Each line of the records below that holds "MemorySessionStorage" should be copied out.
****************
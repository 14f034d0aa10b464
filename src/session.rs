//! 仿真会话
//!
//! 搭建固定的三节点拓扑（发送端主机 ↔ 瓶颈路由器 ↔ 接收端
//! 主机），按轮推进仿真并在每轮结束时收集拥塞指标。一轮是一个
//! 时钟 tick，约等于一个 RTT。
//!
//! 每轮内的处理顺序是固定的：link1 先把上一轮的 ACK 送达发送
//! 端，发送端触发计时器并发出新的一批段，link1 把它们送到路由
//! 器，路由器转发，link2 把数据送达接收端，接收端触发延迟 ACK
//! 计时器并发出 ACK，link2 把 ACK 送回路由器，路由器再转发一
//! 次。于是第 k 轮到达的数据所产生的 ACK 最早在第 k+1 轮被发
//! 送端看到，这正是一个 RTT 的来回。

use serde::Serialize;
use tracing::{debug, info};

use crate::error::SimError;
use crate::net::{Delivery, Link, LinkId, LinkMode, NodeId, Router};
use crate::sim::SimClock;
use crate::tcp::{Endpoint, Receiver, Sender, TcpVariant, MSS};

/// 发送端主机
pub const SENDER_NODE: NodeId = NodeId(0);
/// 接收端主机
pub const RECEIVER_NODE: NodeId = NodeId(1);
/// 瓶颈路由器
pub const ROUTER_NODE: NodeId = NodeId(2);

/// 发送端 ↔ 路由器
pub const LINK1: LinkId = LinkId(0);
/// 接收端 ↔ 路由器
pub const LINK2: LinkId = LinkId(1);

/// 会话参数
#[derive(Debug, Clone)]
pub struct SessionOpts {
    /// TCP 发送端变体
    pub variant: TcpVariant,
    /// 仿真轮数
    pub iterations: u32,
    /// 丢包率 [0, 1]
    pub loss_rate: f32,
    /// 路由器缓冲容量（字节）
    pub buffer_capacity: i64,
    /// 接收窗口（字节）
    pub rcv_window: i64,
    /// link1 的传输时延（tick 的小数）；link2 固定为其 10 倍
    pub latency: f64,
    /// 应用层要发送的字节总数
    pub total_bytes: i64,
    /// 随机数种子，用于可重复的丢包序列
    pub rng_seed: Option<u64>,
}

impl Default for SessionOpts {
    fn default() -> Self {
        Self {
            variant: TcpVariant::Tahoe,
            iterations: 100,
            loss_rate: 0.0,
            // 默认缓冲：六个整段，再加一点给 ACK
            buffer_capacity: 6 * MSS + 100,
            rcv_window: 65536,
            latency: 0.001,
            total_bytes: 10_000_000,
            rng_seed: None,
        }
    }
}

/// 一轮的拥塞指标，会话收集后可写成 JSON
#[derive(Debug, Clone, Copy, Serialize)]
pub struct TickMetrics {
    pub time: f64,
    pub cong_window: i64,
    pub effective_window: i64,
    pub flight_size: i64,
    pub ss_thresh: i64,
    pub rto_interval: f64,
}

/// 会话结束时的发送端利用率报告
#[derive(Debug, Clone, Copy)]
pub struct SessionReport {
    /// 实际成功送达的字节数
    pub actual_bytes: i64,
    /// 瓶颈容量允许的字节数（缓冲容量加上正在发送的一个段，
    /// 乘以轮数）
    pub potential_bytes: i64,
    /// 利用率（四舍五入的百分数）
    pub utilization_percent: i64,
}

/// 仿真会话：拓扑 + 时钟 + 按轮推进的运行器
#[derive(Debug)]
pub struct Session {
    clock: SimClock,
    links: Vec<Link>,
    router: Router,
    sender_ep: Endpoint,
    receiver_ep: Endpoint,
    opts: SessionOpts,
    metrics: Vec<TickMetrics>,
    started: bool,
}

impl Session {
    /// 搭建拓扑。link1 的传输与传播时延都远小于一个 tick；
    /// link2 的传输时延是 link1 的 10 倍，构成速率失配。
    pub fn new(opts: SessionOpts) -> Self {
        let link1 = Link::new(SENDER_NODE, ROUTER_NODE, opts.latency, 0.001);
        let link2 = Link::new(RECEIVER_NODE, ROUTER_NODE, 10.0 * opts.latency, 0.001);
        let links = vec![link1, link2];

        let mut router = Router::new(
            ROUTER_NODE,
            opts.buffer_capacity,
            opts.loss_rate,
            opts.rng_seed,
        );
        router.add_forwarding_entry(SENDER_NODE, LINK1, &links);
        router.add_forwarding_entry(RECEIVER_NODE, LINK2, &links);

        let sender_ep = Endpoint::new(SENDER_NODE, RECEIVER_NODE, opts.variant, opts.rcv_window);
        // 接收端点只回 ACK 不发数据，它内部的发送端变体无关紧要
        let receiver_ep = Endpoint::new(RECEIVER_NODE, SENDER_NODE, TcpVariant::Tahoe, opts.rcv_window);

        Self {
            clock: SimClock::default(),
            links,
            router,
            sender_ep,
            receiver_ep,
            opts,
            metrics: Vec::new(),
            started: false,
        }
    }

    pub fn opts(&self) -> &SessionOpts {
        &self.opts
    }

    pub fn clock(&self) -> &SimClock {
        &self.clock
    }

    pub fn sender(&self) -> &Sender {
        self.sender_ep.sender()
    }

    pub fn receiver(&self) -> &Receiver {
        self.receiver_ep.receiver()
    }

    pub fn router(&self) -> &Router {
        &self.router
    }

    pub fn router_mut(&mut self) -> &mut Router {
        &mut self.router
    }

    /// 已收集的每轮指标
    pub fn metrics(&self) -> &[TickMetrics] {
        &self.metrics
    }

    /// 把整个字节流一次性交给发送端点。仿真器同时扮演使用 TCP
    /// 服务的应用：只在开头提供一次输入，此后由收到的 ACK 驱动
    /// 发送端把剩余数据逐批发完。
    fn start(&mut self) {
        if self.started {
            return;
        }
        self.started = true;
        let total = self.opts.total_bytes;
        debug!(total_bytes = total, "应用层提交字节流");
        self.sender_ep
            .app_send(total, &mut self.clock, &mut self.links[LINK1.0]);
    }

    /// 推进一轮仿真，返回这一轮的拥塞指标
    /// （发送端字节流耗尽时为 `None`）。
    pub fn tick(&mut self) -> Result<Option<TickMetrics>, SimError> {
        self.start();
        let now = self.clock.now();
        debug!(tick = now.0, "轮开始 ................");

        // link1 先动：把上一轮经路由器回来的 ACK 送达发送端
        let deliveries = self.links[LINK1.0].process(LinkMode::N2ToN1, now);
        self.dispatch_all(LINK1, deliveries)?;

        // 发送端处理：触发到期计时器，ACK 张开的窗口允许的话再
        // 发一批新段
        let sender_metrics = self
            .sender_ep
            .process_sender(&mut self.clock, &mut self.links[LINK1.0]);

        // link1 再动：把新发的数据段送到路由器
        let deliveries = self.links[LINK1.0].process(LinkMode::N1ToN2, now);
        self.dispatch_all(LINK1, deliveries)?;

        // 路由器转发，可能有段被交到出链路上
        self.router.process(&mut self.links, now);

        // link2 把数据段送达接收端，接收端生成 ACK
        let deliveries = self.links[LINK2.0].process(LinkMode::N2ToN1, now);
        self.dispatch_all(LINK2, deliveries)?;

        // 接收端处理：延迟 ACK 计时器到期，累积 ACK 发出
        self.receiver_ep
            .process_receiver(&mut self.clock, &mut self.links[LINK2.0]);

        // link2 把 ACK 送回路由器
        let deliveries = self.links[LINK2.0].process(LinkMode::N1ToN2, now);
        self.dispatch_all(LINK2, deliveries)?;

        // 路由器再转发一次，ACK 上路
        self.router.process(&mut self.links, now);

        debug!(tick = now.0, "轮结束 ----------------");
        // 一轮结束，时钟前进一个 tick
        self.clock.advance();

        Ok(sender_metrics.map(|m| {
            let tick_metrics = TickMetrics {
                time: now.0,
                cong_window: m.cong_window,
                effective_window: m.effective_window,
                flight_size: m.flight_size,
                ss_thresh: m.ss_thresh,
                rto_interval: m.rto_interval,
            };
            self.metrics.push(tick_metrics);
            tick_metrics
        }))
    }

    /// 运行整个会话并打印报表。
    ///
    /// 注意轮数与原始行为一致：循环跑 `iterations + 1` 轮，而
    /// 利用率按 `iterations` 折算。
    pub fn run(&mut self) -> Result<SessionReport, SimError> {
        println!("================================================================");
        println!("          Running TCP {} sender.\n", self.opts.variant);
        self.start();

        println!("Time\tCongWindow\tEffctWindow\tFlightSize\tSSThresh\tRTOinterval");
        println!("===================================================================================");

        for _ in 0..=self.opts.iterations {
            if let Some(m) = self.tick()? {
                println!(
                    "{}\t{}\t\t{}\t\t{}\t\t{}\t\t{}",
                    m.time, m.cong_window, m.effective_window, m.flight_size, m.ss_thresh, m.rto_interval
                );
            }
        }

        println!("     ====================  E N D   O F   S E S S I O N  ====================");
        let report = self.report();
        info!(
            actual_bytes = report.actual_bytes,
            potential_bytes = report.potential_bytes,
            "✅ 会话结束"
        );
        println!("Sender utilization: {} %", report.utilization_percent);
        Ok(report)
    }

    /// 发送端利用率：实际送达的字节数除以瓶颈容量允许的字节数。
    /// 容量按每轮"缓冲容量 + 一个正在发送的段"计。
    pub fn report(&self) -> SessionReport {
        let actual_bytes = self.sender_ep.sender().total_bytes_transmitted();
        let potential_bytes =
            (self.router.buffer_capacity() + MSS) * i64::from(self.opts.iterations);
        let utilization_percent =
            (100.0 * actual_bytes as f64 / potential_bytes as f64).round() as i64;
        SessionReport {
            actual_bytes,
            potential_bytes,
            utilization_percent,
        }
    }

    fn dispatch_all(&mut self, from: LinkId, deliveries: Vec<Delivery>) -> Result<(), SimError> {
        for delivery in deliveries {
            self.dispatch(from, delivery)?;
        }
        Ok(())
    }

    /// 把链路交付的段送进目的节点
    fn dispatch(&mut self, from: LinkId, delivery: Delivery) -> Result<(), SimError> {
        let Delivery { to, segment } = delivery;
        if to == ROUTER_NODE {
            self.router.handle(from, segment, &mut self.links)
        } else if to == SENDER_NODE {
            self.sender_ep
                .handle(segment, &mut self.clock, &mut self.links[LINK1.0]);
            Ok(())
        } else {
            self.receiver_ep
                .handle(segment, &mut self.clock, &mut self.links[LINK2.0]);
            Ok(())
        }
    }
}
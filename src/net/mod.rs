//! 网络模型模块
//!
//! 此模块包含网络模型的核心组件：TCP 段、链路、瓶颈路由器及其
//! 共享缓冲与统计信息。

// 子模块声明
mod buffer;
mod id;
mod link;
mod router;
mod segment;
mod stats;

// 重新导出公共接口
pub use buffer::DropTailBuffer;
pub use id::{LinkId, NodeId};
pub use link::{Delivery, Link, LinkMode};
pub use router::Router;
pub use segment::Segment;
pub use stats::RouterStats;
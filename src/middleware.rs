// src/middleware.rs

pub mod auth;
// src/handlers.rs

pub mod address;
pub mod assistant;
pub mod auth;
pub mod cases;
pub mod clients;
pub mod dashboard;
pub mod movements;
pub mod multipart;
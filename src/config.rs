// src/config.rs

use sqlx::{postgres::PgPoolOptions, PgPool};
use std::{env, sync::Arc, time::Duration};

use crate::{
    db::{CaseRepository, ClientRepository, LawyerRepository},
    services::{
        address_service::{AddressService, BrasilApiLookup},
        assistant_service::{AssistantConfig, AssistantService, DEFAULT_MODEL},
        auth::AuthService,
        case_detail::CaseDetailService,
        case_service::CaseService,
        client_service::ClientService,
        movement_service::MovementService,
        session::{MemorySessionStorage, SessionManager},
    },
    storage::RestBlobStore,
};

const DEFAULT_BUCKET: &str = "processos";
const DEFAULT_ADDRESS_LOOKUP_URL: &str = "https://brasilapi.com.br/api/cep/v1";
const DEFAULT_ASSISTANT_URL: &str = "https://api.openai.com/v1/chat/completions";

fn required(name: &str) -> anyhow::Result<String> {
    env::var(name).map_err(|_| anyhow::anyhow!("{name} deve ser definida"))
}

fn optional(name: &str) -> Option<String> {
    env::var(name).ok().filter(|v| !v.trim().is_empty())
}

#[derive(Clone)]
pub struct AppState {
    pub db_pool: PgPool,
    pub auth_service: AuthService,
    pub client_service: ClientService,
    pub case_service: CaseService,
    pub movement_service: MovementService,
    pub case_detail_service: CaseDetailService,
    pub address_service: AddressService,
    pub assistant_service: AssistantService,
}

impl AppState {
    pub async fn new() -> anyhow::Result<Self> {
        dotenvy::dotenv().ok();

        let database_url = required("DATABASE_URL")?;
        let jwt_secret = required("JWT_SECRET")?;
        let storage_url = required("STORAGE_URL")?;
        let storage_key = required("STORAGE_SERVICE_KEY")?;
        let bucket = optional("STORAGE_BUCKET").unwrap_or_else(|| DEFAULT_BUCKET.to_string());
        let address_url =
            optional("ADDRESS_LOOKUP_URL").unwrap_or_else(|| DEFAULT_ADDRESS_LOOKUP_URL.to_string());

        let assistant = AssistantConfig {
            api_url: optional("ASSISTANT_API_URL").unwrap_or_else(|| DEFAULT_ASSISTANT_URL.to_string()),
            api_key: optional("ASSISTANT_API_KEY"),
            model: optional("ASSISTANT_MODEL").unwrap_or_else(|| DEFAULT_MODEL.to_string()),
        };
        if assistant.api_key.is_none() {
            tracing::warn!("ASSISTANT_API_KEY não definida; o assistente ficará indisponível");
        }

        // Conecta ao banco de dados, usando '?' para propagar erros
        let db_pool = PgPoolOptions::new()
            .max_connections(5)
            .acquire_timeout(Duration::from_secs(3))
            .connect(&database_url)
            .await?;

        tracing::info!("✅ Conexão com o banco de dados estabelecida com sucesso!");

        // --- Monta o gráfico de dependências ---
        let lawyers = Arc::new(LawyerRepository::new(db_pool.clone()));
        let clients = Arc::new(ClientRepository::new(db_pool.clone()));
        let cases = Arc::new(CaseRepository::new(db_pool.clone()));
        let blobs = Arc::new(RestBlobStore::new(&storage_url, &bucket, &storage_key)?);

        let sessions = SessionManager::new(Arc::new(MemorySessionStorage::default()), jwt_secret);
        let address_service = AddressService::new(Arc::new(BrasilApiLookup::new(&address_url)?));

        Ok(Self {
            auth_service: AuthService::new(lawyers, sessions),
            client_service: ClientService::new(clients.clone(), address_service.clone()),
            case_service: CaseService::new(cases.clone(), clients, blobs.clone()),
            movement_service: MovementService::new(cases.clone(), blobs.clone()),
            case_detail_service: CaseDetailService::new(cases, blobs),
            address_service,
            assistant_service: AssistantService::new(assistant)?,
            db_pool,
        })
    }
}
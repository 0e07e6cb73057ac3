// src/db/case_repo.rs

use async_trait::async_trait;
use chrono::{DateTime, Utc};
use rust_decimal::Decimal;
use sqlx::PgPool;

use crate::{
    common::error::AppError,
    db::CaseStore,
    models::{
        case::{Case, CaseOverview, CaseSummary, MovementDigest, NewCase},
        movement::{Movement, NewMovement},
    },
};

// Listagem com JOIN para trazer os nomes do cliente e do advogado
const SUMMARY_SELECT: &str = r#"
    SELECT p.id, p.numero, p.descricao, p.valor_causa,
           p.cliente_id, c.nome_completo AS cliente_nome,
           p.advogado_id, a.nome_completo AS advogado_nome
    FROM processos p
    LEFT JOIN clientes c ON c.id = p.cliente_id
    LEFT JOIN advogados a ON a.id = p.advogado_id
"#;

#[derive(Clone)]
pub struct CaseRepository {
    pool: PgPool,
}

impl CaseRepository {
    pub fn new(pool: PgPool) -> Self {
        Self { pool }
    }
}

#[derive(sqlx::FromRow)]
struct OverviewRow {
    id: i64,
    numero: String,
    valor_causa: Decimal,
    created_at: DateTime<Utc>,
    cliente_nome: Option<String>,
    advogado_nome: Option<String>,
}

#[async_trait]
impl CaseStore for CaseRepository {
    async fn insert_case(&self, case: &NewCase) -> Result<i64, AppError> {
        let id: i64 = sqlx::query_scalar(
            r#"
            INSERT INTO processos (
                numero, descricao, polo_ativo, polo_passivo, valor_causa, pdf_path,
                cliente_id, advogado_id, created_at, updated_at
            )
            VALUES ($1, $2, $3, $4, $5, $6, $7, $8, $9, $10)
            RETURNING id
            "#,
        )
        .bind(&case.numero)
        .bind(&case.descricao)
        .bind(&case.polo_ativo)
        .bind(&case.polo_passivo)
        .bind(case.valor_causa)
        .bind(&case.pdf_path)
        .bind(case.cliente_id)
        .bind(case.advogado_id)
        .bind(case.created_at)
        .bind(case.updated_at)
        .fetch_one(&self.pool)
        .await
        .map_err(|e| AppError::WriteFailed(e.to_string()))?;

        Ok(id)
    }

    async fn find_case(&self, id: i64) -> Result<Option<Case>, AppError> {
        let case = sqlx::query_as::<_, Case>(
            r#"
            SELECT id, numero, descricao, polo_ativo, polo_passivo, valor_causa, pdf_path,
                   cliente_id, advogado_id, created_at, updated_at
            FROM processos
            WHERE id = $1
            "#,
        )
        .bind(id)
        .fetch_optional(&self.pool)
        .await?;
        Ok(case)
    }

    async fn list_cases_by_lawyer(&self, lawyer_id: i64) -> Result<Vec<CaseSummary>, AppError> {
        let sql = format!("{SUMMARY_SELECT} WHERE p.advogado_id = $1 ORDER BY p.created_at DESC");
        let cases = sqlx::query_as::<_, CaseSummary>(&sql)
            .bind(lawyer_id)
            .fetch_all(&self.pool)
            .await?;
        Ok(cases)
    }

    async fn list_cases_for_client(
        &self,
        lawyer_id: i64,
        client_id: i64,
    ) -> Result<Vec<CaseSummary>, AppError> {
        let sql = format!(
            "{SUMMARY_SELECT} WHERE p.advogado_id = $1 AND p.cliente_id = $2 ORDER BY p.created_at DESC"
        );
        let cases = sqlx::query_as::<_, CaseSummary>(&sql)
            .bind(lawyer_id)
            .bind(client_id)
            .fetch_all(&self.pool)
            .await?;
        Ok(cases)
    }

    async fn list_movements(&self, case_id: i64) -> Result<Vec<Movement>, AppError> {
        let movements = sqlx::query_as::<_, Movement>(
            r#"
            SELECT id, processo_id, cliente_id, data_movimentacao, resumo,
                   tipo_documento, arquivo_url, created_at
            FROM informacao_adicional_processo
            WHERE processo_id = $1
            "#,
        )
        .bind(case_id)
        .fetch_all(&self.pool)
        .await?;
        Ok(movements)
    }

    async fn fetch_overview(&self, case_id: i64) -> Result<Option<CaseOverview>, AppError> {
        let row = sqlx::query_as::<_, OverviewRow>(
            r#"
            SELECT p.id, p.numero, p.valor_causa, p.created_at,
                   c.nome_completo AS cliente_nome,
                   a.nome_completo AS advogado_nome
            FROM processos p
            LEFT JOIN clientes c ON c.id = p.cliente_id
            LEFT JOIN advogados a ON a.id = p.advogado_id
            WHERE p.id = $1
            "#,
        )
        .bind(case_id)
        .fetch_optional(&self.pool)
        .await?;

        let Some(row) = row else {
            return Ok(None);
        };

        let movimentacoes = sqlx::query_as::<_, MovementDigest>(
            r#"
            SELECT data_movimentacao, resumo
            FROM informacao_adicional_processo
            WHERE processo_id = $1
            "#,
        )
        .bind(case_id)
        .fetch_all(&self.pool)
        .await?;

        Ok(Some(CaseOverview {
            id: row.id,
            numero: row.numero,
            valor_causa: row.valor_causa,
            created_at: row.created_at,
            cliente_nome: row.cliente_nome,
            advogado_nome: row.advogado_nome,
            movimentacoes,
        }))
    }

    async fn insert_movement(&self, movement: &NewMovement) -> Result<i64, AppError> {
        let id: i64 = sqlx::query_scalar(
            r#"
            INSERT INTO informacao_adicional_processo (
                processo_id, cliente_id, data_movimentacao, resumo, tipo_documento, arquivo_url
            )
            VALUES ($1, $2, $3, $4, $5, $6)
            RETURNING id
            "#,
        )
        .bind(movement.processo_id)
        .bind(movement.cliente_id)
        .bind(movement.data_movimentacao)
        .bind(&movement.resumo)
        .bind(movement.tipo_documento)
        .bind(&movement.arquivo_url)
        .fetch_one(&self.pool)
        .await
        .map_err(|e| AppError::WriteFailed(e.to_string()))?;

        Ok(id)
    }
}
// src/handlers/auth.rs

use axum::{extract::State, http::StatusCode, response::IntoResponse, Json};
use validator::Validate;

use crate::{
    common::error::AppError,
    config::AppState,
    middleware::auth::{BearerToken, CurrentSession},
    models::auth::{AuthResponse, ChangePasswordPayload, LawyerProfile, LoginPayload},
};

// POST /api/auth/login
#[utoipa::path(
    post,
    path = "/api/auth/login",
    tag = "Auth",
    request_body = LoginPayload,
    responses(
        (status = 200, description = "Login realizado", body = AuthResponse),
        (status = 401, description = "Senha incorreta (INVALID_CREDENTIALS)"),
        (status = 404, description = "OAB não cadastrada (NOT_FOUND)")
    )
)]
pub async fn login(
    State(app_state): State<AppState>,
    Json(payload): Json<LoginPayload>,
) -> Result<Json<AuthResponse>, AppError> {
    payload.validate()?;

    let response = app_state
        .auth_service
        .login(&payload.oab, &payload.password)
        .await?;

    Ok(Json(response))
}

// POST /api/auth/logout
#[utoipa::path(
    post,
    path = "/api/auth/logout",
    tag = "Auth",
    responses(
        (status = 204, description = "Sessão encerrada (idempotente)")
    )
)]
pub async fn logout(State(app_state): State<AppState>, bearer: BearerToken) -> StatusCode {
    app_state.auth_service.logout(bearer.token()).await;
    StatusCode::NO_CONTENT
}

// GET /api/advogados/me
#[utoipa::path(
    get,
    path = "/api/advogados/me",
    tag = "Perfil",
    responses(
        (status = 200, description = "Dados do advogado logado", body = LawyerProfile),
        (status = 401, description = "Sessão ausente (UNAUTHENTICATED)")
    ),
    security(("api_jwt" = []))
)]
pub async fn get_profile(
    State(app_state): State<AppState>,
    CurrentSession(session): CurrentSession,
) -> Result<Json<LawyerProfile>, AppError> {
    let profile = app_state.auth_service.profile(&session).await?;
    Ok(Json(profile))
}

// PUT /api/advogados/me/senha
#[utoipa::path(
    put,
    path = "/api/advogados/me/senha",
    tag = "Perfil",
    request_body = ChangePasswordPayload,
    responses(
        (status = 204, description = "Senha alterada"),
        (status = 400, description = "Senha vazia (VALIDATION_ERROR)")
    ),
    security(("api_jwt" = []))
)]
pub async fn change_password(
    State(app_state): State<AppState>,
    CurrentSession(session): CurrentSession,
    Json(payload): Json<ChangePasswordPayload>,
) -> Result<impl IntoResponse, AppError> {
    payload.validate()?;

    app_state
        .auth_service
        .change_password(&session, &payload.senha)
        .await?;

    Ok(StatusCode::NO_CONTENT)
}
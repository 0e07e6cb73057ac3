// src/handlers/multipart.rs
//
// Leitura dos formulários multipart (processo e movimentação).

use axum::{
    extract::{multipart::MultipartError, DefaultBodyLimit, Multipart},
    http::StatusCode,
};
use bytes::BytesMut;
use chrono::NaiveDate;
use std::collections::{BTreeMap, HashMap};

use crate::{
    common::{error::AppError, format::mask_currency_input},
    models::{
        case::{CaseDraft, UploadFile, MAX_CASE_DOCUMENT_BYTES},
        movement::{AttachmentSlot, DocumentKind, MovementDraft},
    },
};

pub const MAX_MOVEMENT_BODY_BYTES: usize = 64 * 1024 * 1024;

// Folga para os campos de texto além do PDF de 10 MiB
pub fn case_body_limit() -> DefaultBodyLimit {
    DefaultBodyLimit::max(MAX_CASE_DOCUMENT_BYTES + 1024 * 1024)
}

pub fn movement_body_limit() -> DefaultBodyLimit {
    DefaultBodyLimit::max(MAX_MOVEMENT_BODY_BYTES)
}

// Corpo acima do DefaultBodyLimit também é anexo grande demais
fn read_error(e: MultipartError, context: &str) -> AppError {
    if e.status() == StatusCode::PAYLOAD_TOO_LARGE {
        AppError::InvalidAttachment("o envio excede o tamanho máximo permitido".to_string())
    } else {
        AppError::invalid(format!("{context}: {e}"))
    }
}

/// Campos de texto e arquivos de um formulário, por nome do campo.
#[derive(Debug, Default)]
pub struct FormData {
    pub fields: HashMap<String, String>,
    pub files: Vec<(String, UploadFile)>,
}

impl FormData {
    /// Lê o formulário inteiro. Cada arquivo é lido em pedaços e recusado
    /// com `INVALID_ATTACHMENT` assim que passa de `max_file_bytes`.
    pub async fn read(mut multipart: Multipart, max_file_bytes: usize) -> Result<Self, AppError> {
        let mut form = FormData::default();

        while let Some(mut field) = multipart
            .next_field()
            .await
            .map_err(|e| read_error(e, "Formulário inválido"))?
        {
            let Some(name) = field.name().map(str::to_string) else {
                continue;
            };

            match field.file_name().map(str::to_string) {
                Some(file_name) => {
                    let content_type = field
                        .content_type()
                        .unwrap_or("application/octet-stream")
                        .to_string();
                    let mut bytes = BytesMut::new();
                    while let Some(chunk) = field
                        .chunk()
                        .await
                        .map_err(|e| read_error(e, "Falha ao ler o arquivo"))?
                    {
                        if bytes.len() + chunk.len() > max_file_bytes {
                            return Err(AppError::InvalidAttachment(format!(
                                "o arquivo '{file_name}' excede o limite de {} MB",
                                max_file_bytes / (1024 * 1024)
                            )));
                        }
                        bytes.extend_from_slice(&chunk);
                    }
                    let bytes = bytes.freeze();
                    // Campo de arquivo sem nada selecionado
                    if file_name.is_empty() && bytes.is_empty() {
                        continue;
                    }
                    form.files.push((
                        name,
                        UploadFile {
                            file_name,
                            content_type,
                            bytes,
                        },
                    ));
                }
                None => {
                    let text = field
                        .text()
                        .await
                        .map_err(|e| read_error(e, &format!("Campo '{name}' inválido")))?;
                    form.fields.insert(name, text);
                }
            }
        }

        Ok(form)
    }

    pub fn text(&self, name: &str) -> String {
        self.fields.get(name).cloned().unwrap_or_default()
    }

    pub fn id(&self, name: &str) -> Result<Option<i64>, AppError> {
        let raw = self.text(name);
        let raw = raw.trim();
        if raw.is_empty() {
            return Ok(None);
        }
        raw.parse()
            .map(Some)
            .map_err(|_| AppError::invalid(format!("Valor inválido para '{name}'.")))
    }

    pub fn take_file(&mut self, name: &str) -> Option<UploadFile> {
        let index = self.files.iter().position(|(field, _)| field == name)?;
        Some(self.files.remove(index).1)
    }

    /// Formulário "Adicionar Processo". O honorário chega mascarado
    /// (`R$ 1.234,56`) ou como os dígitos digitados, lidos em centavos.
    pub fn into_case_draft(mut self) -> Result<CaseDraft, AppError> {
        let valor = self.text("valor_causa");
        let valor_causa = if !valor.is_empty() && valor.chars().all(|c| c.is_ascii_digit()) {
            mask_currency_input(&valor)
        } else {
            valor
        };

        Ok(CaseDraft {
            numero: self.text("numero"),
            descricao: self.text("descricao"),
            cliente_id: self.id("cliente_id")?,
            polo_ativo: self.text("polo_ativo"),
            polo_passivo: self.text("polo_passivo"),
            valor_causa,
            documento: self.take_file("documento"),
        })
    }

    /// Formulário "Adicionar Informação". Os anexos chegam como pares
    /// `arquivo_{n}` / `tipo_{n}` e mantêm a ordem de `n`.
    pub fn into_movement_draft(self) -> Result<MovementDraft, AppError> {
        let data = match self.text("data").trim() {
            "" => None,
            raw => Some(
                NaiveDate::parse_from_str(raw, "%Y-%m-%d")
                    .map_err(|_| AppError::invalid(format!("Data inválida: '{raw}'.")))?,
            ),
        };

        let mut slots: BTreeMap<u32, AttachmentSlot> = BTreeMap::new();
        for (name, value) in &self.fields {
            if let Some(n) = slot_index(name, "tipo_") {
                slots.entry(n).or_default().tipo = DocumentKind::parse(value);
            }
        }
        for (name, file) in self.files {
            if let Some(n) = slot_index(&name, "arquivo_") {
                slots.entry(n).or_default().arquivo = Some(file);
            }
        }

        let mut draft = MovementDraft {
            data,
            resumo: self.fields.get("resumo").cloned().unwrap_or_default(),
            anexos: slots.into_values().collect(),
        };
        if draft.anexos.is_empty() {
            draft.add_slot();
        }
        Ok(draft)
    }
}

fn slot_index(name: &str, prefix: &str) -> Option<u32> {
    name.strip_prefix(prefix)?.parse().ok()
}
****************
#### [Completed task]
        session::{MemorySessionStorage, SessionManager},
        let sessions = SessionManager::new(Arc::new(MemorySessionStorage::default()), jwt_secret);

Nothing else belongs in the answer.